Suzanne: And Mrs. Rutherford was the other?

Candy: Yes, she was. Marian - she was the wife of George Rutherford who was principal of King George. And uh, well he was a scary dude. (laughter). He was you know, he was just very proper and you know, you had to, I remember, I never had him as a teacher, but I remember him going to each room and telling each class - when you see me or any other teacher on the street...or anyone, any adult who says asks how you are you say, “I’m very well thank you Mr. Rutherford, and how are you?” Well, I live 3 doors past the school, and I was walking down the street one day going towards the square and I saw him coming he lived on Strang or Bond, and he was coming back from lunch, and just I remember I couldn't have been any more than 7. I was petrified because I knew I was going to have to greet him and I started walking really, really slowly and I thought - okay if he hits the front then he'll go in before me, but actually no, no, no and so I managed to get it out you know and he smiled and he just sort of stopped and we sort of slowed down just as we we're getting to each other and he just smiled and said blah blah blah blah blah and then he gave me a great big smile when he was walking away and I thought (exhale) and that was way back when, when, you had respect for your teachers (laughter) and he petrified me. So, by extension his wife petrified me too. She was a lovely lady, I mean I didn’t find anything wrong with her, but...she’d be at the library at the time.

Carol: I just hated the library.

(laughter)

Candy: I just wanted to take this book out...

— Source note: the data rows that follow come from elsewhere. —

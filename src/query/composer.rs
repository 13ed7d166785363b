//! Assembles the full statement from the individual fragments.
//!
//! Clause order is fixed: `SELECT`, `FROM`, joins, `WHERE`, `ORDER BY`,
//! `LIMIT`, `OFFSET`. The WHERE clause is a top-level `AND` of conjuncts,
//! collected in this order:
//!
//! 1. the free-text search group
//! 2. each AND entry (except between and null checks), one conjunct per entry
//! 3. one disjunction holding *every* OR entry, whatever its kind
//! 4. AND between entries
//! 5. AND null-check entries
//! 6. caller-supplied WHERE fragments, joined by their own combinator
//!
//! Arguments are appended in the same order, which is what keeps them aligned
//! with the placeholders once they are numbered.

use crate::filtering::{build_limit_offset, build_order_by, build_search_condition, compile_entry};
use crate::metadata::EntityMetadata;
use crate::models::{Combinator, FilterEntry, FilterKind, FilterSpec};
use sea_orm::Value;

use super::fragment::Fragment;
use super::placeholders::{count_placeholders, positional_indices};

/// Where an entry lands in the conjunct list
#[derive(Debug, Clone, Copy, PartialEq, Eq)]
enum Slot {
    And,
    Or,
    Between,
    NullCheck,
}

fn slot(entry: &FilterEntry) -> Slot {
    match (entry.combinator, entry.kind) {
        (Combinator::Or, _) => Slot::Or,
        (Combinator::And, FilterKind::Between) => Slot::Between,
        (Combinator::And, kind) if kind.is_null_check() => Slot::NullCheck,
        (Combinator::And, _) => Slot::And,
    }
}

fn compile_slot(spec: &FilterSpec, metadata: &EntityMetadata, wanted: Slot) -> Vec<Fragment> {
    spec.filters
        .iter()
        .filter(|entry| slot(entry) == wanted)
        .filter_map(|entry| compile_entry(entry, metadata))
        .collect()
}

/// Caller-supplied WHERE fragments that passed validation.
///
/// A fragment's arguments bind its distinct `$n` tokens first, in ascending
/// index order, then its `?` placeholders. Values for `$n` tokens are kept
/// apart in `positional`, where `positional[i]` binds `$(i + 1)`; they must
/// fill `$1..$k` without gaps, and two fragments sharing an index must agree
/// on its value.
#[derive(Debug, Default)]
struct Freeform {
    clauses: Vec<Fragment>,
    positional: Vec<Value>,
}

impl Freeform {
    fn collect(spec: &FilterSpec) -> Self {
        let mut freeform = Self::default();
        for clause in &spec.where_clauses {
            if let Err(reason) = freeform.accept(clause) {
                tracing::trace!(clause = %clause.text, reason, "Dropping WHERE fragment");
            }
        }
        freeform
    }

    fn accept(&mut self, clause: &Fragment) -> Result<(), &'static str> {
        if clause.text.trim().is_empty() {
            return Err("blank");
        }

        let indices = positional_indices(&clause.text);
        if indices.first() == Some(&0) {
            return Err("positional index 0");
        }
        if indices.len() + count_placeholders(&clause.text) != clause.args.len() {
            return Err("argument count does not match its parameters");
        }

        let (bound, rest) = clause.args.split_at(indices.len());
        let mut fresh = Vec::new();
        for (&index, value) in indices.iter().zip(bound) {
            match self.positional.get(index - 1) {
                Some(existing) if existing == value => {}
                Some(_) => return Err("conflicting value for a positional parameter"),
                None => fresh.push((index, value)),
            }
        }

        let next = self.positional.len() + 1;
        if fresh
            .iter()
            .enumerate()
            .any(|(offset, (index, _))| *index != next + offset)
        {
            return Err("positional parameters leave a gap");
        }

        self.positional
            .extend(fresh.into_iter().map(|(_, value)| value.clone()));
        self.clauses
            .push(Fragment::new(clause.text.clone(), rest.to_vec()).parenthesized());
        Ok(())
    }
}

/// Caller-supplied fragments as a single conjunct
fn build_freeform(spec: &FilterSpec) -> Option<Fragment> {
    let mut parts = Freeform::collect(spec).clauses;

    match parts.len() {
        0 => None,
        1 => parts.pop(),
        _ => Some(Fragment::join(parts, spec.where_combinator.separator()).parenthesized()),
    }
}

/// Values bound to the `$n` tokens of caller-supplied WHERE fragments.
///
/// `args[i]` binds `$(i + 1)`. They precede every `?` argument in the
/// compiled query.
#[must_use]
pub fn positional_args(spec: &FilterSpec) -> Vec<Value> {
    Freeform::collect(spec).positional
}

/// Every top-level conjunct of the WHERE clause, in emission order.
#[must_use]
pub fn build_conjuncts(spec: &FilterSpec, metadata: &EntityMetadata) -> Vec<Fragment> {
    let mut conjuncts = Vec::new();

    if let Some(search) =
        build_search_condition(spec.search.as_deref(), &spec.search_fields, metadata)
    {
        conjuncts.push(search);
    }

    conjuncts.extend(compile_slot(spec, metadata, Slot::And));

    let or_group = compile_slot(spec, metadata, Slot::Or);
    if !or_group.is_empty() {
        conjuncts.push(Fragment::join(or_group, " OR ").parenthesized());
    }

    conjuncts.extend(compile_slot(spec, metadata, Slot::Between));
    conjuncts.extend(compile_slot(spec, metadata, Slot::NullCheck));
    conjuncts.extend(build_freeform(spec));

    conjuncts
}

/// `WHERE c1 AND c2 ...`, or nothing when there are no conjuncts
#[must_use]
pub fn build_where(spec: &FilterSpec, metadata: &EntityMetadata) -> Option<Fragment> {
    let conjuncts = build_conjuncts(spec, metadata);
    if conjuncts.is_empty() {
        return None;
    }
    let mut clause = Fragment::raw("WHERE");
    clause.push(Fragment::join(conjuncts, " AND "));
    Some(clause)
}

/// Output columns, resolved where possible, `*` when none are given
#[must_use]
pub fn build_select_columns(spec: &FilterSpec, metadata: &EntityMetadata) -> String {
    let columns: Vec<&str> = spec
        .columns
        .iter()
        .map(String::as_str)
        .filter(|column| !column.trim().is_empty())
        .map(|column| metadata.resolve(column).unwrap_or(column))
        .collect();

    if columns.is_empty() {
        "*".to_string()
    } else {
        columns.join(", ")
    }
}

/// `FROM`, joins and `WHERE`: the part shared by row and count queries.
#[must_use]
pub fn build_body(spec: &FilterSpec, metadata: &EntityMetadata) -> Fragment {
    let mut body = Fragment::raw(format!("FROM {}", spec.qualified_table()));
    for join in spec.joins.iter().filter(|join| !join.trim().is_empty()) {
        body.push_str(join.trim());
    }
    if let Some(clause) = build_where(spec, metadata) {
        body.push(clause);
    }
    body
}

/// The row query before placeholder numbering and without the terminator.
#[must_use]
pub fn compose_row_query(spec: &FilterSpec, metadata: &EntityMetadata) -> Fragment {
    let mut query = Fragment::raw(format!(
        "SELECT {}",
        build_select_columns(spec, metadata)
    ));
    query.push(build_body(spec, metadata));
    if let Some(order_by) = build_order_by(&spec.sort_columns, &spec.sort_directions, metadata) {
        query.push_str(&order_by);
    }
    query.push_str(&build_limit_offset(spec));
    query
}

Carrie: Well I’m glad you came today.

(laughter)

Carol: Well back then it was just a big dark room with books, and shelves and books and stuff and at the desk was … Mrs. Bond. And when you come in, she just looked at you and, she just shuddered.

Candy: Well it was like you were going to steal them… (laughter) She didn’t want them to go out the door.

Candy: So, this library was much better?

Carol: Oh yes, open, cheery, and yup.

Clark: Any memories of the library when it was this one?

Carol: What’s that?

Clark: Any memories of the library when it was this one? Your impression was probably a young kid, right?

Candy: Well I was a young adult when this opened but, it’s funny, every time I took a book out it was when I was putting in my number that I realized that I had already read it. I kept getting the same books over and over (laughter) I don’t know why …. So thankfully I don't have that reminder anymore because there aren't those cards (laughter)

Carrie: It’s like a whole new book all the time.

Candy: Brand new! (Laughter)

Clark: Alright!

EVAN’S DRUG STORE

Candy: Oh jeeze, Evan’s!

Carol: Evan’s, now there’s another story…

Clark: Alright, what’s the story?

Candy: Every child in Chippawa stole something from this poor man.

Patty Willick: I’ve only stolen something once in my whole life, and I threw it out on the way home I was so petrified…

Carol: So, did I, I did the same thing!

Candy: I was so afraid…

Carol: I did the same thing… I threw it out the bus window, I thought I’m not going home with this!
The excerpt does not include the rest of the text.